Instructions for the task: The records that follow must be repeated exactly as they stand.

Data for processing: Begin

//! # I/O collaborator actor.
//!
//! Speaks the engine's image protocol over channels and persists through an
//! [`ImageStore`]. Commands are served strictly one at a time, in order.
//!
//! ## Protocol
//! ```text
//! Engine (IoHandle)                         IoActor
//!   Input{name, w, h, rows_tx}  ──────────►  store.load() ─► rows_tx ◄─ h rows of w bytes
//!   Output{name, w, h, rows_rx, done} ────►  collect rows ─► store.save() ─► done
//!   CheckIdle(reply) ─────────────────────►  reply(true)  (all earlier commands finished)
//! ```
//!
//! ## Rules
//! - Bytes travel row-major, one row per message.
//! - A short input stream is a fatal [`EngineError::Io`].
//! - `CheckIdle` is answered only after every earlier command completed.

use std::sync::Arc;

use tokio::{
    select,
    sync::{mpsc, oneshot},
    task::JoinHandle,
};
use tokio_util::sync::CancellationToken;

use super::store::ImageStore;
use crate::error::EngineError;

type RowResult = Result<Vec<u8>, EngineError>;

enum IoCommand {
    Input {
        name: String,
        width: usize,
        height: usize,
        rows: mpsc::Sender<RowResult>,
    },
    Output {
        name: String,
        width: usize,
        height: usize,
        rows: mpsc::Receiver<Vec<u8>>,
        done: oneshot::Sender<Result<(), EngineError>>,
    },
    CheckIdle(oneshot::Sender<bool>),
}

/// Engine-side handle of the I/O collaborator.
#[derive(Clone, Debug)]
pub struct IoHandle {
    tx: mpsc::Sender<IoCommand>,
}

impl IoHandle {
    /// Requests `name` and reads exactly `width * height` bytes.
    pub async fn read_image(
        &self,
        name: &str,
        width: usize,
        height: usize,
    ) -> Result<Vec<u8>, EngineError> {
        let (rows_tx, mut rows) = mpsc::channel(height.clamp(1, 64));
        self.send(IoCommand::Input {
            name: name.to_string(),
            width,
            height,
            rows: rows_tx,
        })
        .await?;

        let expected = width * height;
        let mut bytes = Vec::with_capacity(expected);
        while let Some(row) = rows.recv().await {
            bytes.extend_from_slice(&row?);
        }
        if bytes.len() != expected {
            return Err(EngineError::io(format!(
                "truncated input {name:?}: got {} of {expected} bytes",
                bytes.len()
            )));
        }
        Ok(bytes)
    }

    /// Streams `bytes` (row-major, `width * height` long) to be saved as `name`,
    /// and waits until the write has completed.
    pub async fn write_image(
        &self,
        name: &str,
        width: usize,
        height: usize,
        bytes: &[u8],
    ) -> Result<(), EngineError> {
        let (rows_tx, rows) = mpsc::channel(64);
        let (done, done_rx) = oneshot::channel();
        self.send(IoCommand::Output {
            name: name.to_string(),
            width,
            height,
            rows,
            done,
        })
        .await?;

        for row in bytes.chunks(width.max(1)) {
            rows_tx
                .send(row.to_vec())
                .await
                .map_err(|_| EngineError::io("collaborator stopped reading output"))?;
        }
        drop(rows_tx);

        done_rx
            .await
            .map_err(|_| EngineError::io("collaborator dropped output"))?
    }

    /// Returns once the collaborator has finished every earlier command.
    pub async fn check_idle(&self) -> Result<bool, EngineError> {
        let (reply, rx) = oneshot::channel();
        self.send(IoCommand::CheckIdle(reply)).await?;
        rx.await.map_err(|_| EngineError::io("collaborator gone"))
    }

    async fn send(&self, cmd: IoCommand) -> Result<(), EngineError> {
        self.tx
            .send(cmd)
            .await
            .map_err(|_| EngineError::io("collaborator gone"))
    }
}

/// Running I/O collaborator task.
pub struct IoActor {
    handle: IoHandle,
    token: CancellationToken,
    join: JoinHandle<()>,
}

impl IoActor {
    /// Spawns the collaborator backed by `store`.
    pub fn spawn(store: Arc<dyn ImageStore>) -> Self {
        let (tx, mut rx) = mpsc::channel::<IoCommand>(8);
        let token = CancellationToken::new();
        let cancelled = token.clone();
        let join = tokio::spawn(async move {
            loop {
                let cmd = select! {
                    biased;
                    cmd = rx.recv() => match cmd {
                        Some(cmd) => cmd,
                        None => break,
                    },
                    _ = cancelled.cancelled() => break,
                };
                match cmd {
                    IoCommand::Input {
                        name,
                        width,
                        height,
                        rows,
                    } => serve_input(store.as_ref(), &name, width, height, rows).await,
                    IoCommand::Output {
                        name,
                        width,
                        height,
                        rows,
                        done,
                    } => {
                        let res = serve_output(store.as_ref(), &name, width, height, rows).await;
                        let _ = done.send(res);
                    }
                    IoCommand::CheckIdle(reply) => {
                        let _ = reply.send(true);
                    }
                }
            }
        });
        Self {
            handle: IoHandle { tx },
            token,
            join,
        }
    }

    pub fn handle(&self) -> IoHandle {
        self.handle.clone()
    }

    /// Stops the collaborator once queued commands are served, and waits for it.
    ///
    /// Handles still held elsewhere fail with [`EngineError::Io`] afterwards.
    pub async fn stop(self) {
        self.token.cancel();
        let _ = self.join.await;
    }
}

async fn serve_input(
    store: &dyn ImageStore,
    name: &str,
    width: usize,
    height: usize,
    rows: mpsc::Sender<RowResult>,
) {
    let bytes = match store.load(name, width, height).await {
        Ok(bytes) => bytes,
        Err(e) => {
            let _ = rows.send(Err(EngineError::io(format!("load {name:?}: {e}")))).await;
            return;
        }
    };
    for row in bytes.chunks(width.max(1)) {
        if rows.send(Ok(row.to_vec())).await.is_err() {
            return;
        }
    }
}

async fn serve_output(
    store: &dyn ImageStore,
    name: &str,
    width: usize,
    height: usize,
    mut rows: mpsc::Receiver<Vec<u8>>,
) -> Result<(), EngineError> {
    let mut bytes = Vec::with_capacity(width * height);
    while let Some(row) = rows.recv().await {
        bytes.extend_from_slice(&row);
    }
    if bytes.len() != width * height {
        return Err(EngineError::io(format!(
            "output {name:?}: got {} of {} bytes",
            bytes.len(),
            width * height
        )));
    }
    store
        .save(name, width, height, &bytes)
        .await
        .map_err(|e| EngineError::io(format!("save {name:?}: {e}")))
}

Data for processing: End

Result:
//! # I/O collaborator actor.
//!
//! Speaks the engine's image protocol over channels and persists through an
//! [`ImageStore`]. Commands are served strictly one at a time, in order.
//!
//! ## Protocol
//! ```text
//! Engine (IoHandle)                         IoActor
//!   Input{name, w, h, rows_tx}  ──────────►  store.load() ─► rows_tx ◄─ h rows of w bytes
//!   Output{name, w, h, rows_rx, done} ────►  collect rows ─► store.save() ─► done
//!   CheckIdle(reply) ─────────────────────►  reply(true)  (all earlier commands finished)
//! ```
//!
//! ## Rules
//! - Bytes travel row-major, one row per message.
//! - A short input stream is a fatal [`EngineError::Io`].
//! - `CheckIdle` is answered only after every earlier command completed.

use std::sync::Arc;

use tokio::{
    select,
    sync::{mpsc, oneshot},
    task::JoinHandle,
};
use tokio_util::sync::CancellationToken;

use super::store::ImageStore;
use crate::error::EngineError;

type RowResult = Result<Vec<u8>, EngineError>;

enum IoCommand {
    Input {
        name: String,
        width: usize,
        height: usize,
        rows: mpsc::Sender<RowResult>,
    },
    Output {
        name: String,
        width: usize,
        height: usize,
        rows: mpsc::Receiver<Vec<u8>>,
        done: oneshot::Sender<Result<(), EngineError>>,
    },
    CheckIdle(oneshot::Sender<bool>),
}

/// Engine-side handle of the I/O collaborator.
#[derive(Clone, Debug)]
pub struct IoHandle {
    tx: mpsc::Sender<IoCommand>,
}

impl IoHandle {
    /// Requests `name` and reads exactly `width * height` bytes.
    pub async fn read_image(
        &self,
        name: &str,
        width: usize,
        height: usize,
    ) -> Result<Vec<u8>, EngineError> {
        let (rows_tx, mut rows) = mpsc::channel(height.clamp(1, 64));
        self.send(IoCommand::Input {
            name: name.to_string(),
            width,
            height,
            rows: rows_tx,
        })
        .await?;

        let expected = width * height;
        let mut bytes = Vec::with_capacity(expected);
        while let Some(row) = rows.recv().await {
            bytes.extend_from_slice(&row?);
        }
        if bytes.len() != expected {
            return Err(EngineError::io(format!(
                "truncated input {name:?}: got {} of {expected} bytes",
                bytes.len()
            )));
        }
        Ok(bytes)
    }

    /// Streams `bytes` (row-major, `width * height` long) to be saved as `name`,
    /// and waits until the write has completed.
    pub async fn write_image(
        &self,
        name: &str,
        width: usize,
        height: usize,
        bytes: &[u8],
    ) -> Result<(), EngineError> {
        let (rows_tx, rows) = mpsc::channel(64);
        let (done, done_rx) = oneshot::channel();
        self.send(IoCommand::Output {
            name: name.to_string(),
            width,
            height,
            rows,
            done,
        })
        .await?;

        for row in bytes.chunks(width.max(1)) {
            rows_tx
                .send(row.to_vec())
                .await
                .map_err(|_| EngineError::io("collaborator stopped reading output"))?;
        }
        drop(rows_tx);

        done_rx
            .await
            .map_err(|_| EngineError::io("collaborator dropped output"))?
    }

    /// Returns once the collaborator has finished every earlier command.
    pub async fn check_idle(&self) -> Result<bool, EngineError> {
        let (reply, rx) = oneshot::channel();
        self.send(IoCommand::CheckIdle(reply)).await?;
        rx.await.map_err(|_| EngineError::io("collaborator gone"))
    }

    async fn send(&self, cmd: IoCommand) -> Result<(), EngineError> {
        self.tx
            .send(cmd)
            .await
            .map_err(|_| EngineError::io("collaborator gone"))
    }
}

/// Running I/O collaborator task.
pub struct IoActor {
    handle: IoHandle,
    token: CancellationToken,
    join: JoinHandle<()>,
}

impl IoActor {
    /// Spawns the collaborator backed by `store`.
    pub fn spawn(store: Arc<dyn ImageStore>) -> Self {
        let (tx, mut rx) = mpsc::channel::<IoCommand>(8);
        let token = CancellationToken::new();
        let cancelled = token.clone();
        let join = tokio::spawn(async move {
            loop {
                let cmd = select! {
                    biased;
                    cmd = rx.recv() => match cmd {
                        Some(cmd) => cmd,
                        None => break,
                    },
                    _ = cancelled.cancelled() => break,
                };
                match cmd {
                    IoCommand::Input {
                        name,
                        width,
                        height,
                        rows,
                    } => serve_input(store.as_ref(), &name, width, height, rows).await,
                    IoCommand::Output {
                        name,
                        width,
                        height,
                        rows,
                        done,
                    } => {
                        let res = serve_output(store.as_ref(), &name, width, height, rows).await;
                        let _ = done.send(res);
                    }
                    IoCommand::CheckIdle(reply) => {
                        let _ = reply.send(true);
                    }
                }
            }
        });
        Self {
            handle: IoHandle { tx },
            token,
            join,
        }
    }

    pub fn handle(&self) -> IoHandle {
        self.handle.clone()
    }

    /// Stops the collaborator once queued commands are served, and waits for it.
    ///
    /// Handles still held elsewhere fail with [`EngineError::Io`] afterwards.
    pub async fn stop(self) {
        self.token.cancel();
        let _ = self.join.await;
    }
}

async fn serve_input(
    store: &dyn ImageStore,
    name: &str,
    width: usize,
    height: usize,
    rows: mpsc::Sender<RowResult>,
) {
    let bytes = match store.load(name, width, height).await {
        Ok(bytes) => bytes,
        Err(e) => {
            let _ = rows.send(Err(EngineError::io(format!("load {name:?}: {e}")))).await;
            return;
        }
    };
    for row in bytes.chunks(width.max(1)) {
        if rows.send(Ok(row.to_vec())).await.is_err() {
            return;
        }
    }
}

async fn serve_output(
    store: &dyn ImageStore,
    name: &str,
    width: usize,
    height: usize,
    mut rows: mpsc::Receiver<Vec<u8>>,
) -> Result<(), EngineError> {
    let mut bytes = Vec::with_capacity(width * height);
    while let Some(row) = rows.recv().await {
        bytes.extend_from_slice(&row);
    }
    if bytes.len() != width * height {
        return Err(EngineError::io(format!(
            "output {name:?}: got {} of {} bytes",
            bytes.len(),
            width * height
        )));
    }
    store
        .save(name, width, height, &bytes)
        .await
        .map_err(|e| EngineError::io(format!("save {name:?}: {e}")))
}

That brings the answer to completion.